9 | Three-dimensional | Oscillatory | $\theta 1=0\theta 2=0\theta 3=0$ | $\theta 1=0\theta 2=-14.1\theta 3=-55.4$ | 1.17 (2.06) | 1.77 (3.10) | N/A |

10 | Three-dimensional | Point-to-point | $\theta 1=0\theta 2=0\theta 3=0$ | $\theta 1=0\theta 2=-14.1\theta 3=-55.4$ | 1.04 (1.83) | 1.52 (2.66) | 1.65 (2.94) |

11 | Three-dimensional | Oscillatory | $\theta 1=0\theta 2=0\theta 3=0$ | $\theta 1=-22.8\theta 2=0\theta 3=-45$ | 1.01 (1.69) | 1.68 (2.81) | N/A |

12 | Three-dimensional | Point-to-point | $\theta 1=0\theta 2=0\theta 3=0$ | $\theta 1=-22.8\theta 2=0\theta 3=-45$ | 1.11 (1.85) | 1.87 (3.13) | 2.46 (4.10) |

13 | Three-dimensional | Oscillatory | $\theta 1=0\theta 2=0\theta 3=0$ | $\theta 1=-14.1\theta 2=-14.1\theta 3=-14.1$ | 0.73 (3.00) | 1.20 (4.91) | N/A |

14 | Three-dimensional | Point-to-point | $\theta 1=0\theta 2=0\theta 3=0$ | $\theta 1=-14.1\theta 2=-14.1\theta 3=-14.1$ | 0.83 (3.38) | 1.43 (5.86) | 1.93 (7.91) |

### Predicted Muscle Activity Patterns.

Figure 6 shows the generated activation levels for muscles, during the point-to-point movement of Fig. 5. The effect of movement duration on the predicted muscle activity patterns is shown in Fig. 7. It is shown that while all the activity bursts are scaled with movement duration, the second agonist burst tends to vanish in slower movements. Similar muscle activation pattern for the corresponding extension movement is shown in Fig. 8(a).
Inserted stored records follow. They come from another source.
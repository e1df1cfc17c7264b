//! Scripted chat model for tests.
//!
//! Replays queued completions in order and records every conversation it was
//! sent, so tests can assert both the transcript a workflow builds and the exact
//! prompts each node issued.

use std::collections::VecDeque;
use std::sync::Mutex;

use async_trait::async_trait;

use super::{ChatModel, Completion, LlmError, Message};

enum Scripted {
    Reply(String),
    Fail { status: u16, message: String },
}

#[derive(Default)]
pub struct ScriptedModel {
    script: Mutex<VecDeque<Scripted>>,
    requests: Mutex<Vec<Vec<Message>>>,
}

impl ScriptedModel {
    pub fn new<I, T>(replies: I) -> Self
    where
        I: IntoIterator<Item = T>,
        T: Into<String>,
    {
        let model = Self::default();
        for reply in replies {
            model.push_reply(reply);
        }
        model
    }

    pub fn push_reply(&self, reply: impl Into<String>) {
        self.script
            .lock()
            .unwrap()
            .push_back(Scripted::Reply(reply.into()));
    }

    /// Queues an API failure, surfaced as `LlmError::Api`.
    pub fn push_failure(&self, status: u16, message: impl Into<String>) {
        self.script.lock().unwrap().push_back(Scripted::Fail {
            status,
            message: message.into(),
        });
    }

    /// Every conversation sent so far, in call order.
    pub fn requests(&self) -> Vec<Vec<Message>> {
        self.requests.lock().unwrap().clone()
    }

    pub fn call_count(&self) -> usize {
        self.requests.lock().unwrap().len()
    }

    pub fn remaining(&self) -> usize {
        self.script.lock().unwrap().len()
    }
}

#[async_trait]
impl ChatModel for ScriptedModel {
    async fn invoke(&self, messages: &[Message]) -> Result<Completion, LlmError> {
        self.requests.lock().unwrap().push(messages.to_vec());
        match self.script.lock().unwrap().pop_front() {
            Some(Scripted::Reply(content)) => Ok(Completion { content }),
            Some(Scripted::Fail { status, message }) => Err(LlmError::Api { status, message }),
            None => Err(LlmError::EmptyContent),
        }
    }
}
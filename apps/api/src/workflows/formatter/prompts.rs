// Prompt templates for the Formatter workflow.

/// Replace `{job_description}` and `{resume}`.
pub const SYSTEM_PROMPT: &str = "\
You are an expert resume reviewer. You have been asked to rewrite a resume in the format the user specifies.
The resume should address the job description below.

Here is the job description:
{job_description}

Here is the resume:
{resume}";

/// Contract style: experience and education are reduced to one line per entry.
pub const CONTRACT_STYLE_PROMPT: &str = "\
Format the resume with the following sections:
1. Profile/Summary
2. Key skills
3. Current Role/Status
4. Contract Portfolio/Highlights (the 3 achievements most relevant to the job description)
5. Experience/Contract Summary
6. Education/Qualifications
7. Interests/Hobbies, if any

Format the 'Experience/Contract Summary' section as follows, ignoring all other information:
<start date> to <end date>: <company> <role>

Format the 'Education/Qualifications' section as follows, ignoring all other information:
<course title in bold>: <name of institution>

Respond with the resume in markdown only, with no other comments.";

/// Chronological style: experience entries keep their detail.
pub const CHRONOLOGICAL_STYLE_PROMPT: &str = "\
Format the resume with the following sections:
1. Profile/Summary
2. Key skills
3. Current Role/Status
4. Contract Portfolio/Highlights (the 3 achievements most relevant to the job description)
5. Experience/Contract Summary
6. Education/Qualifications
7. Interests/Hobbies, if any

Head each entry of the 'Experience/Contract Summary' section as follows:
<start date> to <end date>: <company> <role>

Format the 'Education/Qualifications' section as follows, ignoring all other information:
<course title in bold>: <name of institution>

Respond with the resume in markdown only, with no other comments.";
### Effect of Learning on Control.

The Effect of the Jacobian learning-error, on the control performance is shown in Fig. 9. It is shown that as the Jacobian information is consolidated, the tracking control of MIMO controller improves.

### Controller Robustness.

The RMS and maximum tracking error, due to presence of two perturbations increased to 0.75 deg and 1.54 deg (23% and 27% increase with respect to unperturbed condition, respectively).

## Discussion

### Controller Performance.

The proposed control strategy was applied to control a nonlinear, redundant unknown MIMO system with only sensory information available to the controller for learning. We briefly recap the operation of the controller, as depicted in Fig. 4. The proposed controller receives the desired trajectory (kinematics) as the input to the controller and sends the motor commands to the musculoskeletal model, accordingly. To properly do this job, the controller gains only partial knowledge of the model's dynamics (the Jacobian) in the training stage from the sensory information received from the model. After the learning is complete, the only knowledge the controller receives from the controlled system during control is its current states. It should be noted that the training and tuning is not specific to the input kinematics and the system could track many different kinematics with the same training (the system's Jacobian). As the results in Fig. 5 and Table 1 show, the controller was capable of satisfactory tracking in mono- and multiplanar movements after learning and initial tuning.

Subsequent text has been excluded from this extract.